+++ Data supplied +++

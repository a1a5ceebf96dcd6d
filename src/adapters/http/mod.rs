//! HTTP adapters - REST API implementations.
//!
//! `app_router` assembles the chat routes with the health check, CORS and
//! request tracing.

pub mod chat;

use axum::http::HeaderValue;
use axum::routing::get;
use axum::Router;
use tower_http::cors::{Any, CorsLayer};
use tower_http::trace::TraceLayer;

use crate::config::ServerConfig;

pub use chat::{chat_router, ChatAppState};

/// Builds the full application router.
pub fn app_router(state: ChatAppState, server: &ServerConfig) -> Router {
    chat_router()
        .with_state(state)
        .route("/health", get(chat::handlers::health))
        .layer(cors_layer(server))
        .layer(TraceLayer::new_for_http())
}

/// CORS for the browser client. Any origin when none are configured.
pub fn cors_layer(server: &ServerConfig) -> CorsLayer {
    let origins: Vec<HeaderValue> = server
        .cors_origins_list()
        .iter()
        .filter_map(|origin| match origin.parse() {
            Ok(value) => Some(value),
            Err(_) => {
                tracing::warn!(%origin, "Ignoring unparseable CORS origin");
                None
            }
        })
        .collect();

    let layer = CorsLayer::new().allow_headers(Any).allow_methods(Any);
    if origins.is_empty() {
        layer.allow_origin(Any)
    } else {
        layer.allow_origin(origins)
    }
}
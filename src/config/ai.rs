//! AI provider configuration

use secrecy::{ExposeSecret, Secret};
use serde::Deserialize;
use std::time::Duration;

use super::error::ValidationError;
use crate::adapters::ai::OpenAIConfig;
use crate::domain::chat::{
    CompletionSettings, CONSTRUCTION_SYSTEM_PROMPT, DEFAULT_MAX_TOKENS, DEFAULT_TEMPERATURE,
};

/// AI provider configuration
///
/// A missing key is not a load or validation error; the chat endpoint
/// reports it per request.
#[derive(Debug, Clone, Deserialize)]
pub struct AiConfig {
    /// OpenAI API key
    pub openai_api_key: Option<Secret<String>>,

    /// Chat model
    #[serde(default = "default_model")]
    pub model: String,

    /// API base URL
    #[serde(default = "default_base_url")]
    pub base_url: String,

    /// Request timeout in seconds
    #[serde(default = "default_timeout")]
    pub timeout_secs: u64,

    /// Reply length cap
    #[serde(default = "default_max_tokens")]
    pub max_tokens: u32,

    /// Sampling temperature
    #[serde(default = "default_temperature")]
    pub temperature: f32,

    /// Overrides the built-in construction assistant prompt
    pub system_prompt: Option<String>,
}

impl AiConfig {
    /// Get timeout as Duration
    pub fn timeout(&self) -> Duration {
        Duration::from_secs(self.timeout_secs)
    }

    /// Check if OpenAI is configured
    pub fn has_openai(&self) -> bool {
        self.openai_api_key
            .as_ref()
            .is_some_and(|k| !k.expose_secret().trim().is_empty())
    }

    /// Provider settings, or `None` when no key is configured.
    pub fn openai_config(&self) -> Option<OpenAIConfig> {
        if !self.has_openai() {
            return None;
        }
        let key = self.openai_api_key.clone()?;
        Some(
            OpenAIConfig::from_secret(key)
                .with_model(self.model.clone())
                .with_base_url(self.base_url.clone())
                .with_timeout(self.timeout()),
        )
    }

    /// Fixed parameters applied to every relayed conversation.
    pub fn completion_settings(&self) -> CompletionSettings {
        let prompt = self
            .system_prompt
            .clone()
            .filter(|p| !p.trim().is_empty())
            .unwrap_or_else(|| CONSTRUCTION_SYSTEM_PROMPT.to_string());
        CompletionSettings::new(prompt, self.max_tokens, self.temperature)
    }

    /// Validate AI configuration
    pub fn validate(&self) -> Result<(), ValidationError> {
        if !(0.0..=2.0).contains(&self.temperature) {
            return Err(ValidationError::InvalidTemperature);
        }
        if self.max_tokens == 0 {
            return Err(ValidationError::InvalidMaxTokens);
        }
        if self.timeout_secs == 0 || self.timeout_secs > 300 {
            return Err(ValidationError::InvalidTimeout);
        }
        if !self.base_url.starts_with("http://") && !self.base_url.starts_with("https://") {
            return Err(ValidationError::InvalidBaseUrl);
        }
        Ok(())
    }
}

impl Default for AiConfig {
    fn default() -> Self {
        Self {
            openai_api_key: None,
            model: default_model(),
            base_url: default_base_url(),
            timeout_secs: default_timeout(),
            max_tokens: default_max_tokens(),
            temperature: default_temperature(),
            system_prompt: None,
        }
    }
}

fn default_model() -> String {
    "gpt-3.5-turbo".to_string()
}

fn default_base_url() -> String {
    "https://api.openai.com/v1".to_string()
}

fn default_timeout() -> u64 {
    60
}

fn default_max_tokens() -> u32 {
    DEFAULT_MAX_TOKENS
}

fn default_temperature() -> f32 {
    DEFAULT_TEMPERATURE
}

+++

Task item. Find the word "adapters" in the entries, and copy every line it shows up in.

Problem solution.
filename src/adapters/http/mod.rs
//! HTTP adapters - REST API implementations.
use crate::adapters::ai::OpenAIConfig;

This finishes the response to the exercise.